Below are records; reproduce exactly the lines from the one that has "state.is_nullary_true(self.predicate)" through the one that has "#[derive(Clone, Debug, Default, PartialEq, Eq)]", ends included, and nothing more.

• **Exercise data**
* * *

use crate::model::PredicateId;
use crate::state::DBState;
use crate::tuple::Tuple;

/// One goal literal. Nullary goals have an empty argument tuple.
#[derive(Clone, Debug, PartialEq, Eq)]
pub struct AtomicGoal {
    pub predicate: PredicateId,
    pub arguments: Tuple,
    pub negated: bool,
}

impl AtomicGoal {
    pub fn holds_in(&self, state: &DBState) -> bool {
        let present = if self.arguments.is_empty() {
            state.is_nullary_true(self.predicate)
        } else {
            state.contains(self.predicate, &self.arguments)
        };
        present != self.negated
    }
}

/// Conjunction of goal literals.
#[derive(Clone, Debug, Default, PartialEq, Eq)]
pub struct GoalCondition {
    pub goals: Vec<AtomicGoal>,
}

impl GoalCondition {
    pub fn new(goals: Vec<AtomicGoal>) -> Self {
        Self { goals }
    }

    /// Positive literals present, negated literals absent.
    pub fn is_satisfied(&self, state: &DBState) -> bool {
        self.goals.iter().all(|g| g.holds_in(state))
    }

    pub fn unsatisfied<'a>(&'a self, state: &'a DBState) -> impl Iterator<Item = &'a AtomicGoal> {
        self.goals.iter().filter(move |g| !g.holds_in(state))
    }

    pub fn is_empty(&self) -> bool {
        self.goals.is_empty()
    }
}

#[cfg(test)]
#[path = "tests/goal.rs"]
mod tests;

* * *

• **Exercise response**
            state.is_nullary_true(self.predicate)
        } else {
            state.contains(self.predicate, &self.arguments)
        };
        present != self.negated
    }
}

/// Conjunction of goal literals.
#[derive(Clone, Debug, Default, PartialEq, Eq)]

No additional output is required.